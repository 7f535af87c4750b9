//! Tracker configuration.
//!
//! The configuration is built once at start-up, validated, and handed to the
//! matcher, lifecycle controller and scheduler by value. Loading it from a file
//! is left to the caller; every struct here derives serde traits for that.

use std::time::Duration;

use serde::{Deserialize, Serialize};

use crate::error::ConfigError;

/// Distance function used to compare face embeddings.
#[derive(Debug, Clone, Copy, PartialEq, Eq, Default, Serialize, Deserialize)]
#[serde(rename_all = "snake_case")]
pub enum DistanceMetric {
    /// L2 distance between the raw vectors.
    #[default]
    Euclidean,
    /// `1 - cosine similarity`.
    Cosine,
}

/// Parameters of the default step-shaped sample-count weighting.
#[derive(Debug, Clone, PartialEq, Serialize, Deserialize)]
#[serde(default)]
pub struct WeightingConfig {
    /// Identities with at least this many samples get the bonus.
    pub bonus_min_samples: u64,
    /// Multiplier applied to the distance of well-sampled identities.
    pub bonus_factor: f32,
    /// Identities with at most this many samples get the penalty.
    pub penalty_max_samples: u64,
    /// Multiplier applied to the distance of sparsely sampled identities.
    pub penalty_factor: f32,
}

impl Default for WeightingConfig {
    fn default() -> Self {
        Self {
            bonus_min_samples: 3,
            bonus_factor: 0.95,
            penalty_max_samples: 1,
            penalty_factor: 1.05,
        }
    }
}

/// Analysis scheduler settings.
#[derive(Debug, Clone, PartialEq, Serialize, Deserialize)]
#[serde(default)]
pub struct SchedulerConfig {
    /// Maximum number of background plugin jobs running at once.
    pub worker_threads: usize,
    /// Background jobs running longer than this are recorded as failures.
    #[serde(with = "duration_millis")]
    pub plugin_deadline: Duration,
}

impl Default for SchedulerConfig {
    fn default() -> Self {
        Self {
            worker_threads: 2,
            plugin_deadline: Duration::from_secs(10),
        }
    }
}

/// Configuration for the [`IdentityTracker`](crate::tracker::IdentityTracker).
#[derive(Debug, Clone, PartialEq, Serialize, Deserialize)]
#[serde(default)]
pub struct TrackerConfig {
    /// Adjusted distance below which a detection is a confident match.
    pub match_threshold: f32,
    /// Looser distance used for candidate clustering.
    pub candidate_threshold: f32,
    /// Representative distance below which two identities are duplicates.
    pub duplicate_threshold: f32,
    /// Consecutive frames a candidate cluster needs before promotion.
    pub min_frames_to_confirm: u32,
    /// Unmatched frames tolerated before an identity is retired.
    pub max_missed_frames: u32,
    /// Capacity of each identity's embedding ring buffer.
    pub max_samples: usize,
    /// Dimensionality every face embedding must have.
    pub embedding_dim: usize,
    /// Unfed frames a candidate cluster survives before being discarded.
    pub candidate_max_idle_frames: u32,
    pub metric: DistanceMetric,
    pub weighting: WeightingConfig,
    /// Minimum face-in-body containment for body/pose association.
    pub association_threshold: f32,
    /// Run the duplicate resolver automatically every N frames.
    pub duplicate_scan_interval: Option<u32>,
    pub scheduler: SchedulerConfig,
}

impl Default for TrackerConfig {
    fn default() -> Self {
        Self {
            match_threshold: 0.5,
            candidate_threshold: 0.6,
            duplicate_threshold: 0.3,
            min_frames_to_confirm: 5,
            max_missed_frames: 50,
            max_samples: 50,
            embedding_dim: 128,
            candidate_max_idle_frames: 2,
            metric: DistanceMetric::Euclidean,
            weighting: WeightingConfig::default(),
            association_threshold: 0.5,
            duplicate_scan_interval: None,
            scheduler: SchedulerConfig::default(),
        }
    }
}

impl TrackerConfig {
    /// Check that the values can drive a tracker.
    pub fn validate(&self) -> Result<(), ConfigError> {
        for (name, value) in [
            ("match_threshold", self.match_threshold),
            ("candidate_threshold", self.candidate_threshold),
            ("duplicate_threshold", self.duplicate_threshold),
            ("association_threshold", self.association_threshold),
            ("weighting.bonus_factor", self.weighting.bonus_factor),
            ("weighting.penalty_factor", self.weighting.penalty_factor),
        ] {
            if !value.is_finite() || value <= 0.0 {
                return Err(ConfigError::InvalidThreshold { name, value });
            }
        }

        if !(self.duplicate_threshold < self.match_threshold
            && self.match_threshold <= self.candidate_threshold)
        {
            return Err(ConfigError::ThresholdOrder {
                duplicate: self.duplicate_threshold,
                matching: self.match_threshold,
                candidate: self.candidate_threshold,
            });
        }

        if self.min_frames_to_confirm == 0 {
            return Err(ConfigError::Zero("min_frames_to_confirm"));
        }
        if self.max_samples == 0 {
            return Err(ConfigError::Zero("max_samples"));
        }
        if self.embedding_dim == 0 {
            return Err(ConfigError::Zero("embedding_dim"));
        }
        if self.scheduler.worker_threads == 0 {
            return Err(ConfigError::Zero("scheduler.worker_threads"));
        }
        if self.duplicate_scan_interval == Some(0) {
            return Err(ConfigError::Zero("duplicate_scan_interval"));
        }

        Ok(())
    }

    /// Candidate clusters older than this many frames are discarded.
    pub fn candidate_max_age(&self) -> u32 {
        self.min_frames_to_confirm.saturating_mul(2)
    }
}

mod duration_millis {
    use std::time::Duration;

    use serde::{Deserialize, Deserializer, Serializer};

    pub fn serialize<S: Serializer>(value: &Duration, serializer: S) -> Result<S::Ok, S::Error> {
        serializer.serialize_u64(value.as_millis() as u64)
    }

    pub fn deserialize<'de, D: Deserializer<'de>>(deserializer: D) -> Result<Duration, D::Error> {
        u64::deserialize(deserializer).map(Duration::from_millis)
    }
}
-- -- --
Work instruction
Please set down, with no changes, the line that contains "if self.embedding_dim == 0" and all the lines after it until the entries end; write nothing besides them.

Solution to the problem
        if self.embedding_dim == 0 {
            return Err(ConfigError::Zero("embedding_dim"));
        }
        if self.scheduler.worker_threads == 0 {
            return Err(ConfigError::Zero("scheduler.worker_threads"));
        }
        if self.duplicate_scan_interval == Some(0) {
            return Err(ConfigError::Zero("duplicate_scan_interval"));
        }

        Ok(())
    }

    /// Candidate clusters older than this many frames are discarded.
    pub fn candidate_max_age(&self) -> u32 {
        self.min_frames_to_confirm.saturating_mul(2)
    }
}

mod duration_millis {
    use std::time::Duration;

    use serde::{Deserialize, Deserializer, Serializer};

    pub fn serialize<S: Serializer>(value: &Duration, serializer: S) -> Result<S::Ok, S::Error> {
        serializer.serialize_u64(value.as_millis() as u64)
    }

    pub fn deserialize<'de, D: Deserializer<'de>>(deserializer: D) -> Result<Duration, D::Error> {
        u64::deserialize(deserializer).map(Duration::from_millis)
    }
}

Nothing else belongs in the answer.